» Task item:
Tell how many lines in the data below contain "retry", using one number as the whole reply.

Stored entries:
______

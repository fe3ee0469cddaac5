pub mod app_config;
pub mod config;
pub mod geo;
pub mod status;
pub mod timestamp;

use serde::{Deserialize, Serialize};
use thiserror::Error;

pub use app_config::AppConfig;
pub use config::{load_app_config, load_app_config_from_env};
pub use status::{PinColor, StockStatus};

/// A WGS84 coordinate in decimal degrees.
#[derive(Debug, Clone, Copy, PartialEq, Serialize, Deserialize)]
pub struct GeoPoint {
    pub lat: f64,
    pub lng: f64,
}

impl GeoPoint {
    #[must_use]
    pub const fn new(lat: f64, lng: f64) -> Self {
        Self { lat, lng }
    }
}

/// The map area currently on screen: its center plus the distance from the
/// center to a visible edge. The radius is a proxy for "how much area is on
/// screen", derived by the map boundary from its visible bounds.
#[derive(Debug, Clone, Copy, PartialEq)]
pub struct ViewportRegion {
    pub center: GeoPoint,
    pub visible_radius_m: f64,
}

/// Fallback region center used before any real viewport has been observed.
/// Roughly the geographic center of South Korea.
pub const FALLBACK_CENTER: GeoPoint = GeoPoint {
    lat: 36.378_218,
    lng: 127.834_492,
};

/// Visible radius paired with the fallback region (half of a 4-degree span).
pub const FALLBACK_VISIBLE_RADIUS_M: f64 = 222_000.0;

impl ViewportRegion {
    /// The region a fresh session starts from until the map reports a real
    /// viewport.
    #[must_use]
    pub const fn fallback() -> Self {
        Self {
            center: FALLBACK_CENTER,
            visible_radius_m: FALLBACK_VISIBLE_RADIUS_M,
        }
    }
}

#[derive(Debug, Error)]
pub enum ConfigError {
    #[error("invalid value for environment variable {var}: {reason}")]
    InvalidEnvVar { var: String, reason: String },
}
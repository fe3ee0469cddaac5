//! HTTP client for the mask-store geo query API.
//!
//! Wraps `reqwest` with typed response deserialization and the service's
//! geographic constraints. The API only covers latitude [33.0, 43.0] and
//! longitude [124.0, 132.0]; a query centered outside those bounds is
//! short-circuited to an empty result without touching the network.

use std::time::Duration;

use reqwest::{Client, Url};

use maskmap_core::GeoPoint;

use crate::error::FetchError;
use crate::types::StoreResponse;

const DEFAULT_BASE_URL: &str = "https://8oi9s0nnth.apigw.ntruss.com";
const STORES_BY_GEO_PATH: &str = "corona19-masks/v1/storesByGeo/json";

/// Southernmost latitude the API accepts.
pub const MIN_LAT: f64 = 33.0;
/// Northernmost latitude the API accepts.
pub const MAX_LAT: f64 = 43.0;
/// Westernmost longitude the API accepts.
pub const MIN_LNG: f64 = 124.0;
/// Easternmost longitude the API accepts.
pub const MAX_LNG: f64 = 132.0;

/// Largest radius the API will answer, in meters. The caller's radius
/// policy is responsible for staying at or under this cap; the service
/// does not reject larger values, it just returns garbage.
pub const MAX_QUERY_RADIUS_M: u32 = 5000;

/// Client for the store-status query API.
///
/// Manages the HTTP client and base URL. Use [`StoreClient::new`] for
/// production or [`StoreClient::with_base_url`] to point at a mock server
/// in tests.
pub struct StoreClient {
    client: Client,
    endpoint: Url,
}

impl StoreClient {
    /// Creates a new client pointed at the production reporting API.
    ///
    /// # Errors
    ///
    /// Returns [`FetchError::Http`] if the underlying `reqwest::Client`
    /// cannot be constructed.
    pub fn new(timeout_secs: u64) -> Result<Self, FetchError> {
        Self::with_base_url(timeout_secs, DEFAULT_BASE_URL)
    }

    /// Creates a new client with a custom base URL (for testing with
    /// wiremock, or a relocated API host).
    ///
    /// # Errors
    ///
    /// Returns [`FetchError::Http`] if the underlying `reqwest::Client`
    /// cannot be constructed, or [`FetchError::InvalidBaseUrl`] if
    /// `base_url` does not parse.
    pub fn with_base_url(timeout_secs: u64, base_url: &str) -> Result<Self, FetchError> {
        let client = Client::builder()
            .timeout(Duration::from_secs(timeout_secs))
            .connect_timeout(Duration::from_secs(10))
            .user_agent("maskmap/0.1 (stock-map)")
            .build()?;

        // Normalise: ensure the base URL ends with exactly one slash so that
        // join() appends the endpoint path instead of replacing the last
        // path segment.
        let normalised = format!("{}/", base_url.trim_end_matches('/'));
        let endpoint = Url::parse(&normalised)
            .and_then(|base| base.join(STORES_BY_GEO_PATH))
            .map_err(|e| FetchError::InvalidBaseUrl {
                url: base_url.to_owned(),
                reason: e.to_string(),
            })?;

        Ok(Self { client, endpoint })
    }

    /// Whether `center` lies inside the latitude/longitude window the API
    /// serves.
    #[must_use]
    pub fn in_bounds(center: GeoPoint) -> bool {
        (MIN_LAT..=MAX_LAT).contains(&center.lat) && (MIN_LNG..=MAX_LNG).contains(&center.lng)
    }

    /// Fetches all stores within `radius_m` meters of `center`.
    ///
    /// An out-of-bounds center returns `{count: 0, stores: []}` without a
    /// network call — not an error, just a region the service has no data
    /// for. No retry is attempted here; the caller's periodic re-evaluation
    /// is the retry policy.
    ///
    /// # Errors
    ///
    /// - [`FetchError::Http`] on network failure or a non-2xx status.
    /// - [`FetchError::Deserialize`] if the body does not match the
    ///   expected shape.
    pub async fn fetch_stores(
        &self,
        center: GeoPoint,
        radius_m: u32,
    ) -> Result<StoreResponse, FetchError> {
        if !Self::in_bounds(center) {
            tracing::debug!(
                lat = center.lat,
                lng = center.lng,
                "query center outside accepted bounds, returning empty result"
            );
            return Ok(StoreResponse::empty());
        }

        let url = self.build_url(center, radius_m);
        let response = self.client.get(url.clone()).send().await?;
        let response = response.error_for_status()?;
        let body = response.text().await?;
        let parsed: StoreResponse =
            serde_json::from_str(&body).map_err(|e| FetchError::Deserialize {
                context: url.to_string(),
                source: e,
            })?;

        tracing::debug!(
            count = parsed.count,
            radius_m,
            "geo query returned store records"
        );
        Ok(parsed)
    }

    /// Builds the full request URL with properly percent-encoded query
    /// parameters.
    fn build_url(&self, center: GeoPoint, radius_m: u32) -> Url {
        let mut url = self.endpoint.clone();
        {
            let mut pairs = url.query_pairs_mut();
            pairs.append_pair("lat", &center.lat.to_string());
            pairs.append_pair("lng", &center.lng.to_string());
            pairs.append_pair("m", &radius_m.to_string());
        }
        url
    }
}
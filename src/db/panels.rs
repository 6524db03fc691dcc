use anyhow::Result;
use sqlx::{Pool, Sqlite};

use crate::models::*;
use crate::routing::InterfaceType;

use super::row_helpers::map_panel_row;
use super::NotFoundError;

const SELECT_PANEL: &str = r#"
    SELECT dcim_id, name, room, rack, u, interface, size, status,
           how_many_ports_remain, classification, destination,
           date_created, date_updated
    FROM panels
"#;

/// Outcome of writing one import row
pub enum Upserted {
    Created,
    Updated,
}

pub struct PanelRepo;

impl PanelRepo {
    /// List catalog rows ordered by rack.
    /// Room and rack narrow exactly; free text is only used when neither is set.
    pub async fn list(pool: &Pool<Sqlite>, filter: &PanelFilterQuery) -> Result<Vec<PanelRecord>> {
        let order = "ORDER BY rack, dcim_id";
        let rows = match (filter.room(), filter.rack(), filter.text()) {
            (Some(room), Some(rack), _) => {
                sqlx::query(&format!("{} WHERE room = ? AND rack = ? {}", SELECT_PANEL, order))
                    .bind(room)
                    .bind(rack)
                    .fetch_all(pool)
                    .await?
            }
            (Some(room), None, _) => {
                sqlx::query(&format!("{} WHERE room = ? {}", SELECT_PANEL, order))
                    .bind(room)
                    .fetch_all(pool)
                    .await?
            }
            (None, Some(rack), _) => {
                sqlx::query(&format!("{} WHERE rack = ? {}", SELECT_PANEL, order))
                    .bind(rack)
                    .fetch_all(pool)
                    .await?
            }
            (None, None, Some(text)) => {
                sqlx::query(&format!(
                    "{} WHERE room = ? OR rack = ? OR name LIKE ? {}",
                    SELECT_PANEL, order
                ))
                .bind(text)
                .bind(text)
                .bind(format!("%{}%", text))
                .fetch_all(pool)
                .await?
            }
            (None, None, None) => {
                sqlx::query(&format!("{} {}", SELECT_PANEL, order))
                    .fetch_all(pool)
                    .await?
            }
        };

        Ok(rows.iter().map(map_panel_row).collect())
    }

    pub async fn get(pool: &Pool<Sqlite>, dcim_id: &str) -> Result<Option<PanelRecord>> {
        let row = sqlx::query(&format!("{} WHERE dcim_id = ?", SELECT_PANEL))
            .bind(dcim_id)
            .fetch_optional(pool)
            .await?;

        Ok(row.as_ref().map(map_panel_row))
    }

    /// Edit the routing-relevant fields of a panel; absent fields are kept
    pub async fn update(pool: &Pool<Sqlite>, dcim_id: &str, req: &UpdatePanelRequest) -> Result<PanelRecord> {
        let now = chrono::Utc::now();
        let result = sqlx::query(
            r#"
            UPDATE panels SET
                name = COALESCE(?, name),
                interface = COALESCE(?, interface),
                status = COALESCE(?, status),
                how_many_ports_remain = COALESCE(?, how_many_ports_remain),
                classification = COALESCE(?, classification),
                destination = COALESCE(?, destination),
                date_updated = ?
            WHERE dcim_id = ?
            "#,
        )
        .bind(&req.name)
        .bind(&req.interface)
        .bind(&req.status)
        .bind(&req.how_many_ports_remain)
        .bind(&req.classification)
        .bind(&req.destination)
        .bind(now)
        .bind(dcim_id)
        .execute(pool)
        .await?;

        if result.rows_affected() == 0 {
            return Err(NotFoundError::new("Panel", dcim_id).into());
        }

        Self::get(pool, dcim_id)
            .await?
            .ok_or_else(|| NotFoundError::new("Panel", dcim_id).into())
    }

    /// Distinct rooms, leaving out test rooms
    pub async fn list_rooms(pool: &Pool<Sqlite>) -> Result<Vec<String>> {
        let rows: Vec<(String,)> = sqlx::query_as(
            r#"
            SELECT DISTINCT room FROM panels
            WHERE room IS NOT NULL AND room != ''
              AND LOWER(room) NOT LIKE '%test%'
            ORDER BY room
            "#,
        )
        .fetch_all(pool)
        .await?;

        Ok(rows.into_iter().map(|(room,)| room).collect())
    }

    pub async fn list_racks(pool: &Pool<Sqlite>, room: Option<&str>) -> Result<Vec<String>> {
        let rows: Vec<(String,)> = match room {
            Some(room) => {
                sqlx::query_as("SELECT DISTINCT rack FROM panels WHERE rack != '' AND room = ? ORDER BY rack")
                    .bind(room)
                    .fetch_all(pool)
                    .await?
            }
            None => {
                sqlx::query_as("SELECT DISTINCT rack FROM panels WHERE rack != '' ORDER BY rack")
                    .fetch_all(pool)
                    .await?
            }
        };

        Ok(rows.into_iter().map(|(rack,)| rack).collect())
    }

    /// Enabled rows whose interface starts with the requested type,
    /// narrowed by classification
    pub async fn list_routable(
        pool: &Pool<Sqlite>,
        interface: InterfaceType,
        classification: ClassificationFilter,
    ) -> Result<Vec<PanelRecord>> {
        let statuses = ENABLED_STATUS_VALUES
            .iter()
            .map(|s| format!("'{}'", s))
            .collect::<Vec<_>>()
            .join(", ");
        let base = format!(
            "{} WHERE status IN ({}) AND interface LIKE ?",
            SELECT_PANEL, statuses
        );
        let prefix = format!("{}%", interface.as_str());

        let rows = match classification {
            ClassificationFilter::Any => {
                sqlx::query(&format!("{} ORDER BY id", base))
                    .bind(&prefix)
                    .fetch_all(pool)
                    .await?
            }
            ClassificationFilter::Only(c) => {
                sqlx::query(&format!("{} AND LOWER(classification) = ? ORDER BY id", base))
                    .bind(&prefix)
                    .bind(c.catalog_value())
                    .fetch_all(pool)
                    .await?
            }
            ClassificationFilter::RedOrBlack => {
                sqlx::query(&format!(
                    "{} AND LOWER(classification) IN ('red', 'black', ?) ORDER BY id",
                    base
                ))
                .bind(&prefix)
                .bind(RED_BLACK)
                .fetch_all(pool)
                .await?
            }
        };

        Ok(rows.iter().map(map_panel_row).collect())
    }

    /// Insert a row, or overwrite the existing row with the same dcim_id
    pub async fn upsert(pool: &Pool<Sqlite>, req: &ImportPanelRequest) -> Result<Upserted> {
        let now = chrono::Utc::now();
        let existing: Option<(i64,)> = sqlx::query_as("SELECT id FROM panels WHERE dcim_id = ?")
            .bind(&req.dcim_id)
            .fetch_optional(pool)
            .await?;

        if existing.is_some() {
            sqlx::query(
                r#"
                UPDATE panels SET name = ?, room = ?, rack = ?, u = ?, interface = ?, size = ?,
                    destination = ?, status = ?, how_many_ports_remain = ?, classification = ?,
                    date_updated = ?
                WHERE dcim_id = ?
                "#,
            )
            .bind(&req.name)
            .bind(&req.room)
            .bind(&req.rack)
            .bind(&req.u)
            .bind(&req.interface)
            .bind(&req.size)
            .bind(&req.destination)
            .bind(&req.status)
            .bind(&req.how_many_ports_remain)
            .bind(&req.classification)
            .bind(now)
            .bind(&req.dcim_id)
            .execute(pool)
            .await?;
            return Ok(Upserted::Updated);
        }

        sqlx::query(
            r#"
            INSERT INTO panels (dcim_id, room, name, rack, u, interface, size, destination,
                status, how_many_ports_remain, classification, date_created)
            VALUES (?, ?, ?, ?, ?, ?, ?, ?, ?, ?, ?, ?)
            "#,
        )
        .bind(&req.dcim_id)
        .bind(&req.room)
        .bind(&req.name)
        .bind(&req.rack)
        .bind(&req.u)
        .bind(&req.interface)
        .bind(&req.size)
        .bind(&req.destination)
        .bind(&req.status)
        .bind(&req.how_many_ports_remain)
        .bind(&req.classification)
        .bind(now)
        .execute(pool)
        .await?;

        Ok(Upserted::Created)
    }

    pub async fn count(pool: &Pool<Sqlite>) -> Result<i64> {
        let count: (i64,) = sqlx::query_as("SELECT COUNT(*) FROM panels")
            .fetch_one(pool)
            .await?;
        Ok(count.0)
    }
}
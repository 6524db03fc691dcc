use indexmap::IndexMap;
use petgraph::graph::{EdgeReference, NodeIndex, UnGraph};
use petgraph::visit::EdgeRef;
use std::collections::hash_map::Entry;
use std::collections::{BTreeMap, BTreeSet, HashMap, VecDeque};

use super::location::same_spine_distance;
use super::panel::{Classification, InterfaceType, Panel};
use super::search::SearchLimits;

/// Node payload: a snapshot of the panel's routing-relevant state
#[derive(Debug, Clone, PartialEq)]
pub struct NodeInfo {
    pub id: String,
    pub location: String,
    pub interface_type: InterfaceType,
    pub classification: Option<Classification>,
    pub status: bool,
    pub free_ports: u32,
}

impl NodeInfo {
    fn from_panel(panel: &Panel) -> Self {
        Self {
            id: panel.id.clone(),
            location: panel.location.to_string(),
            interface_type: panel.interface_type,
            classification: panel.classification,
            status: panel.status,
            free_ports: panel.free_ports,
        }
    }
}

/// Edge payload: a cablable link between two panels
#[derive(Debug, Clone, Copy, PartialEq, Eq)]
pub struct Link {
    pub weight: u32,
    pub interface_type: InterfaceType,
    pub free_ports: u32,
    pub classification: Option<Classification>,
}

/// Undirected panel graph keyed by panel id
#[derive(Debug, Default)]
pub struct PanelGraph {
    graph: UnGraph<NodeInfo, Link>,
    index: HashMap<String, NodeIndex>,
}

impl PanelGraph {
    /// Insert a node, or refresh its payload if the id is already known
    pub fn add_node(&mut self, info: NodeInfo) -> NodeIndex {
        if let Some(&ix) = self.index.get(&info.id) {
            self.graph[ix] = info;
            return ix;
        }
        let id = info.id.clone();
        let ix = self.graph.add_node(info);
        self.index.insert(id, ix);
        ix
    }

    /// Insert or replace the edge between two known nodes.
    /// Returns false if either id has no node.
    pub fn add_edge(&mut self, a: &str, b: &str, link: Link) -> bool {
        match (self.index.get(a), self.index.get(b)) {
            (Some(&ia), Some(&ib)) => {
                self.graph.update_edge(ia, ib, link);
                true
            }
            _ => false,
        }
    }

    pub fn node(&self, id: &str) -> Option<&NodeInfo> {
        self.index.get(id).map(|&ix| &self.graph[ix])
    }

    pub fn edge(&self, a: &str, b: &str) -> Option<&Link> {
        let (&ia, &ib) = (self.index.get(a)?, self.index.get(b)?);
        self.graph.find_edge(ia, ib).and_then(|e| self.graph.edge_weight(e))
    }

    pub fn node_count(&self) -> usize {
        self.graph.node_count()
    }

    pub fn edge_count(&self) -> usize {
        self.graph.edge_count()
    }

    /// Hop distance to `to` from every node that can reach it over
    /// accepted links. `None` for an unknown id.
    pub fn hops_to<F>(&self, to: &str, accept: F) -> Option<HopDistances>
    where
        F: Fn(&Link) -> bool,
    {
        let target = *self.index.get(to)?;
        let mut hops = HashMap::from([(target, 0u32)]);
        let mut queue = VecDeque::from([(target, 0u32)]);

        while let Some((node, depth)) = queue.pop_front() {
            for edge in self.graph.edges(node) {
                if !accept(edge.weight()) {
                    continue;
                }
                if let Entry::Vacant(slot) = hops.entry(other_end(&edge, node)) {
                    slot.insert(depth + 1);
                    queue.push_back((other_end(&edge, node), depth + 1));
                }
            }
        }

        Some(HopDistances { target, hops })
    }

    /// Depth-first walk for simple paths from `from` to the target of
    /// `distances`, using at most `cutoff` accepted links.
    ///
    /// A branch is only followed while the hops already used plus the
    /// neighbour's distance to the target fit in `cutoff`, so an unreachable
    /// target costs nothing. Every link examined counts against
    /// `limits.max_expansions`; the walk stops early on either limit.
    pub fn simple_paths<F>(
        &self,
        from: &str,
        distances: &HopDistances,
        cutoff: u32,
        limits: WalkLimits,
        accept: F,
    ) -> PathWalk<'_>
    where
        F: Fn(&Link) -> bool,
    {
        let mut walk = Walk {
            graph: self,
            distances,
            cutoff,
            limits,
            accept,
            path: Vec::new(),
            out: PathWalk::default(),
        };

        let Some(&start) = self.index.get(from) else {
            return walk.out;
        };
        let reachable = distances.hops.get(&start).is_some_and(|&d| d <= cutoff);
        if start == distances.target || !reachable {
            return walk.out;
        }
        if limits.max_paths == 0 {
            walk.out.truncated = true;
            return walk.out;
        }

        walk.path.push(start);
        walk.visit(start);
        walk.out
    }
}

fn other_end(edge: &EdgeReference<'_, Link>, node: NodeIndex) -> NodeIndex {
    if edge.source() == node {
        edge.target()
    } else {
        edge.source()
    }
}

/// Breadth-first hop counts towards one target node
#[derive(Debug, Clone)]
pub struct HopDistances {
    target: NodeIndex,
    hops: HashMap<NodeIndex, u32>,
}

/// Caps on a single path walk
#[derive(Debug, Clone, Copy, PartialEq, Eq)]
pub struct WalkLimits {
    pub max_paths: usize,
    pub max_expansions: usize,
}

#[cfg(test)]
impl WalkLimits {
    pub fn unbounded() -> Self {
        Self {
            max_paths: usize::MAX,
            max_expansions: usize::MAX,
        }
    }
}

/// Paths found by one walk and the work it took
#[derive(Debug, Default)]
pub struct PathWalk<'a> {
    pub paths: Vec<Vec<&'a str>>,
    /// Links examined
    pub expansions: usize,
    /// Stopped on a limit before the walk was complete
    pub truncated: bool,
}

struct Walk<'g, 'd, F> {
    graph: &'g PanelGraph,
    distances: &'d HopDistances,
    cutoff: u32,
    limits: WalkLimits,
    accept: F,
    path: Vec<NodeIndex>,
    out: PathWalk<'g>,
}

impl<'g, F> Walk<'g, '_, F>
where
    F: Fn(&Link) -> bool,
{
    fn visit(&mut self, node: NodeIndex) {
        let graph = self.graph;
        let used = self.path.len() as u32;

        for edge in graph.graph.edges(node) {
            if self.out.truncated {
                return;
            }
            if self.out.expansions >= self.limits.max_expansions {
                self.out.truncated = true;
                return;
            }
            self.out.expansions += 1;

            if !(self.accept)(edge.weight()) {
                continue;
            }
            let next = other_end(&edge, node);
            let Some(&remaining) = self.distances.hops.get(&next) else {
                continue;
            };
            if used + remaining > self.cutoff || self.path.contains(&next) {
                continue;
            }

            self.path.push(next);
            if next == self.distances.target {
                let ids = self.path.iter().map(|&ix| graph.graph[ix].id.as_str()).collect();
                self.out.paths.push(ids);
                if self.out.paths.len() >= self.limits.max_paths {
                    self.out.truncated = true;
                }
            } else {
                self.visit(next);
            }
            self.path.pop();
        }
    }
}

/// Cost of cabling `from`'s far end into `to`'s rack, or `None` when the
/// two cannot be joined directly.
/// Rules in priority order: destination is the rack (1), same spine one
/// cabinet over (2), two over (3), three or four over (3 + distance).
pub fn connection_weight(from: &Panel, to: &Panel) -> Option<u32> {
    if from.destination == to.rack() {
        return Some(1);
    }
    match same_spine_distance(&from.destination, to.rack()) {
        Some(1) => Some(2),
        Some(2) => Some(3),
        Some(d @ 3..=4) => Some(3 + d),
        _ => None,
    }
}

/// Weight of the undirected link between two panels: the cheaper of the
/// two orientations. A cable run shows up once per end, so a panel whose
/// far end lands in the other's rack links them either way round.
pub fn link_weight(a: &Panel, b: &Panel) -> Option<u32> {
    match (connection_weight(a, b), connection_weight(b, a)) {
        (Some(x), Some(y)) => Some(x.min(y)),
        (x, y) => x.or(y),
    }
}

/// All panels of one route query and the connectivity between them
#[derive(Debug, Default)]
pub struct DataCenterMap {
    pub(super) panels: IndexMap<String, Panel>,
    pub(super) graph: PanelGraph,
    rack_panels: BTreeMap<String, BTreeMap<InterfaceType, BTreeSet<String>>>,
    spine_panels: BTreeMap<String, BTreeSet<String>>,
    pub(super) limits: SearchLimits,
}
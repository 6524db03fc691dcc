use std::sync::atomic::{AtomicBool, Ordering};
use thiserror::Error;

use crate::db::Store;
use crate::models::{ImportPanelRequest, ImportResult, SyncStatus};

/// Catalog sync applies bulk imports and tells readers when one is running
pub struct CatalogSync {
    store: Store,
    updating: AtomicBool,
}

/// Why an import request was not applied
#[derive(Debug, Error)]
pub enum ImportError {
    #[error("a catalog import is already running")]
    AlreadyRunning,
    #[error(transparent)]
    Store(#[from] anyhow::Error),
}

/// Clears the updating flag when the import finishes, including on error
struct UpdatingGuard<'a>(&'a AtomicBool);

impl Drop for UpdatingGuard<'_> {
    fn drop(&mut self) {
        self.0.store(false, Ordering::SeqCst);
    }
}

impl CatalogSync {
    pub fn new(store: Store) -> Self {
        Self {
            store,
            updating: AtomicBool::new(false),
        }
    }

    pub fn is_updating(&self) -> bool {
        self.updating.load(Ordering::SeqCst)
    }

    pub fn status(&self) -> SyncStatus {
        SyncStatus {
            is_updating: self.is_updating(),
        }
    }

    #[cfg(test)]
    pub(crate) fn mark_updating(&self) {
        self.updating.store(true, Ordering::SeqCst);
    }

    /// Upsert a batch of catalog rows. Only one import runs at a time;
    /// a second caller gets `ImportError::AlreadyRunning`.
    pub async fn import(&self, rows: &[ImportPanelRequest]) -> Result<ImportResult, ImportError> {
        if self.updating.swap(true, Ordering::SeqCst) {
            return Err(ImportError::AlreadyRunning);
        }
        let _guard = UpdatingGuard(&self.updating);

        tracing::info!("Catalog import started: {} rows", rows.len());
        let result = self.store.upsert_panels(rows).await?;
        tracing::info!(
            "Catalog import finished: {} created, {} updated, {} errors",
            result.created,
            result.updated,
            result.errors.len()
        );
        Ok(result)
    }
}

______

» Result of this task:
2